« La croissance est deux à trois fois plus forte dans le segment du luxe », selon le PDG d’Accor

D’une dizaine de marques à son arrivée en 2013, le groupe Accor a inauguré cette semaine sa 48e, Emblèmes.

48 marques

« Il y a 12 ans, je savais qu’on avait beaucoup de trous dans la raquette, aujourd’hui je crois qu’il n’y en a plus », estime le dirigeant.

« J’ai toujours rêvé d’être architecte. Les 48 marques d’Accor, c’est 48 étages d’une tour et je ne connais ni la hauteur de la tour, ni la forme du toit. Ce que je sais, c’est que les fondations sont extrêmement solides et nous proposons d’en avoir une 49e, une 50e », poursuit-il.

Le groupe, qui était présent sur toute la gamme hôtelière, souhaite toutefois se désengager de l’ultra-économique en cherchant à vendre la marque F1 (ex Formule 1).
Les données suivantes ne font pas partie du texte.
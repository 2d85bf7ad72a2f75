use chrono::NaiveDate;
use log::debug;
use serde::{Deserialize, Serialize};
use std::collections::HashMap;
use std::fmt;

use crate::error::{ContextError, RejectedContext};
use crate::xbrl::period::Period;

/// A raw context entry as handed over by the instance parser or an external
/// collaborator: entity, unparsed period strings, unparsed dimensions.
#[derive(Clone, Debug, Default, Serialize, Deserialize)]
pub struct RawContext {
    pub entity_id: String,
    pub period: RawPeriod,
    pub dimensions: Vec<RawDimension>,
}

/// Raw period strings off the wire. Instants carry `instant`; durations
/// carry `start`/`end`. Anything else is malformed.
#[derive(Clone, Debug, Default, Serialize, Deserialize)]
pub struct RawPeriod {
    pub instant: Option<String>,
    pub start: Option<String>,
    pub end: Option<String>,
}

#[derive(Clone, Debug, Serialize, Deserialize)]
pub struct RawDimension {
    pub axis: String,
    pub member: String,
}

/// One axis/member qualifier on a fact.
#[derive(Clone, Debug, PartialEq, Eq, Hash, PartialOrd, Ord, Serialize, Deserialize)]
pub struct Dimension {
    pub axis: String,
    pub member: String,
}

/// The full dimension set of a context, canonically ordered so that equality
/// and hashing do not depend on the order members appeared in the document.
/// Empty dimensions mark the primary, non-segmented value.
#[derive(Clone, Debug, Default, PartialEq, Eq, Hash, PartialOrd, Ord, Serialize, Deserialize)]
pub struct Dimensions(Vec<Dimension>);

impl Dimensions {
    pub fn new(mut pairs: Vec<Dimension>) -> Self {
        pairs.sort();
        pairs.dedup();
        Dimensions(pairs)
    }

    pub fn none() -> Self {
        Dimensions(Vec::new())
    }

    pub fn is_empty(&self) -> bool {
        self.0.is_empty()
    }

    pub fn len(&self) -> usize {
        self.0.len()
    }

    pub fn iter(&self) -> impl Iterator<Item = &Dimension> {
        self.0.iter()
    }
}

impl fmt::Display for Dimensions {
    fn fmt(&self, f: &mut fmt::Formatter<'_>) -> fmt::Result {
        for (i, dim) in self.0.iter().enumerate() {
            if i > 0 {
                write!(f, ", ")?;
            }
            write!(f, "{}: {}", dim.axis, dim.member)?;
        }
        Ok(())
    }
}

/// A context that survived normalization: a typed period plus its canonical
/// dimension set.
#[derive(Clone, Debug, PartialEq, Eq, Serialize, Deserialize)]
pub struct NormalizedContext {
    pub entity_id: String,
    pub period: Period,
    pub dimensions: Dimensions,
}

fn parse_date(raw: &str, field: &str) -> Result<NaiveDate, ContextError> {
    let trimmed = raw.trim();
    if trimmed.is_empty() {
        return Err(ContextError::InvalidPeriod(format!(
            "empty {} date string",
            field
        )));
    }
    NaiveDate::parse_from_str(trimmed, "%Y-%m-%d").map_err(|e| {
        ContextError::InvalidPeriod(format!("unparseable {} date {:?}: {}", field, trimmed, e))
    })
}

/// Normalizes one raw context. Malformed or empty-string dates are rejected
/// here, never coerced into a valid-looking period.
pub fn normalize_context(raw: &RawContext) -> Result<NormalizedContext, ContextError> {
    let period = match (&raw.period.instant, &raw.period.start, &raw.period.end) {
        (Some(instant), None, None) => Period::instant(parse_date(instant, "instant")?),
        (None, Some(start), Some(end)) => {
            Period::duration(parse_date(start, "start")?, parse_date(end, "end")?)?
        }
        (None, None, None) => return Err(ContextError::MissingPeriod),
        (Some(_), _, _) => {
            return Err(ContextError::InvalidPeriod(
                "context carries both instant and duration dates".to_string(),
            ))
        }
        (None, Some(_), None) | (None, None, Some(_)) => {
            return Err(ContextError::InvalidPeriod(
                "duration is missing its start or end date".to_string(),
            ))
        }
    };

    let mut pairs = Vec::with_capacity(raw.dimensions.len());
    for dim in &raw.dimensions {
        let axis = dim.axis.trim();
        let member = dim.member.trim();
        if axis.is_empty() || member.is_empty() {
            return Err(ContextError::InvalidDimension(format!(
                "axis {:?} / member {:?}",
                dim.axis, dim.member
            )));
        }
        pairs.push(Dimension {
            axis: axis.to_string(),
            member: member.to_string(),
        });
    }

    Ok(NormalizedContext {
        entity_id: raw.entity_id.clone(),
        period,
        dimensions: Dimensions::new(pairs),
    })
}

/// Normalizes a whole context table. Invalid contexts land in the rejected
/// report instead of the output map; two contexts with identical dates but
/// different dimension sets stay distinct entries.
pub fn normalize_contexts(
    raw: &HashMap<String, RawContext>,
) -> (HashMap<String, NormalizedContext>, Vec<RejectedContext>) {
    let mut normalized = HashMap::with_capacity(raw.len());
    let mut rejected = Vec::new();

    for (context_ref, context) in raw {
        match normalize_context(context) {
            Ok(ctx) => {
                normalized.insert(context_ref.clone(), ctx);
            }
            Err(reason) => {
                debug!("rejecting context {}: {}", context_ref, reason);
                rejected.push(RejectedContext {
                    context_ref: context_ref.clone(),
                    reason,
                });
            }
        }
    }

    rejected.sort_by(|a, b| a.context_ref.cmp(&b.context_ref));
    (normalized, rejected)
}

#[cfg(test)]
mod tests {
    use super::*;

    fn duration_context(start: &str, end: &str) -> RawContext {
        RawContext {
            entity_id: "0000320193".to_string(),
            period: RawPeriod {
                instant: None,
                start: Some(start.to_string()),
                end: Some(end.to_string()),
            },
            dimensions: Vec::new(),
        }
    }

    #[test]
    fn normalizes_instant_and_duration() {
        let instant = RawContext {
            entity_id: "e".to_string(),
            period: RawPeriod {
                instant: Some("2023-12-31".to_string()),
                start: None,
                end: None,
            },
            dimensions: Vec::new(),
        };
        let ctx = normalize_context(&instant).unwrap();
        assert!(ctx.period.is_instant());

        let ctx = normalize_context(&duration_context("2023-01-01", "2023-12-31")).unwrap();
        assert_eq!(ctx.period.span_days(), Some(365));
    }

    #[test]
    fn empty_string_date_is_rejected_not_coerced() {
        let err = normalize_context(&duration_context("", "2023-12-31")).unwrap_err();
        assert!(matches!(err, ContextError::InvalidPeriod(_)));
    }

    #[test]
    fn inverted_duration_is_rejected() {
        let err = normalize_context(&duration_context("2023-12-31", "2023-01-01")).unwrap_err();
        assert!(matches!(err, ContextError::InvalidPeriod(_)));
    }

    #[test]
    fn missing_period_is_its_own_error() {
        let raw = RawContext::default();
        assert_eq!(normalize_context(&raw).unwrap_err(), ContextError::MissingPeriod);
    }

    #[test]
    fn dimensions_are_order_independent() {
        let a = Dimensions::new(vec![
            Dimension { axis: "Segment".into(), member: "Auto".into() },
            Dimension { axis: "Geo".into(), member: "US".into() },
        ]);
        let b = Dimensions::new(vec![
            Dimension { axis: "Geo".into(), member: "US".into() },
            Dimension { axis: "Segment".into(), member: "Auto".into() },
        ]);
        assert_eq!(a, b);
    }

    #[test]
    fn batch_normalization_reports_rejects() {
        let mut raw = HashMap::new();
        raw.insert("C1".to_string(), duration_context("2023-01-01", "2023-12-31"));
        raw.insert("C2".to_string(), duration_context("", "2023-12-31"));

        let (ok, rejected) = normalize_contexts(&raw);
        assert_eq!(ok.len(), 1);
        assert!(ok.contains_key("C1"));
        assert_eq!(rejected.len(), 1);
        assert_eq!(rejected[0].context_ref, "C2");
        assert!(matches!(rejected[0].reason, ContextError::InvalidPeriod(_)));
    }
}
Désengagement de l’ultra-économique

Si ce segment est « moins la priorité du groupe », « ça ne veut pas dire qu’il n’y a pas un avenir pour Formule 1 », assure le patron.

« Cette marque est très forte en termes de notoriété mais on ne s’en est pas assez occupé. On n’a pas trouvé le bon partenariat, on le recherche toujours », indique-t-il.

Alors que le groupe tire encore les deux niveaux de son chiffre d’affaires de sa division « premium, milieu de gamme et économique », avec des marques comme Ibis, Mercure, Novotel, Pullman, le PDG insiste sur l’importance de « préserver la croissance et l’identité de ces marques » historiques.

Si « la croissance est deux à trois fois plus forte dans le segment du luxe », « la part de marché n’est pas la même. Il y a un segment qui croît plus vite que l’autre mais ça ne peut pas être au détriment des marques historiques », assure-t-il.

« Ennismore, c’est un succès phénoménal »

L’un des succès de la division « luxe et lifestyle » est la création d’Ennismore, coentreprise détenue à 62% par Accor que le groupe envisage d’introduire en Bourse.

« Ennismore, c’est un succès phénoménal en termes de portefeuille de marque et un succès inouï en termes de préservation d’identité de ces marques », salue-t-il.

« Nous sommes pour une fois 2 ans en avance sur tous nos concurrents américains ou chinois, alors qu’on a souvent été 20 ans en arrière. Cette avance fait qu’il faut accélérer, pour avoir une notoriété et avoir accès à des marchés porteurs plus importants que sont les États-Unis », détaille-t-il.

« Il faut qu’on montre nos muscles », souligne le dirigeant. Précisant toutefois que « la décision n’est pas prise » sur l’entrée en Bourse, y compris sur la place de cotation, et le serait dans les douze mois.

Nouveau mandat de trois ans

La croissance d’Ennismore est l’un des chantiers prioritaires définis par le dirigeant quand son mandat a été renouvelé cette année par anticipation pour 3 ans, avec la cession d’AccorInvest, ancien pôle immobilier du groupe rebaptisé depuis Essendi.

« Quand je suis arrivé, la transformation du groupe était nécessaire en termes de géographie, en termes de marque et en termes de business model (modèle d’affaires, NDLR) », retrace le dirigeant.

« Cette transformation est derrière nous, donc le profil qui va arriver (pour lui succéder, NDLR) c’est vraiment un profil de développeur, d’accélérateur, peut-être d’ailleurs de tech, ou d’intelligence artificielle », estime-t-il.

Une succession en préparation

Le conseil d’administration est en train de travailler sur ce profil. « Il faut déjà définir les qualités requises pour diriger ce groupe, qualités que je n’avais pas toutes en arrivant », admet le PDG qui espère que ce choix se portera sur des profils internes.

« J’ai toujours dit qu’il fallait un œil neuf, je n’ai aucune peur et encore moins de tristesse. On a encore un peu de temps, c’est très naturel et ce sera bien préparé », affirme Sébastien Bazin.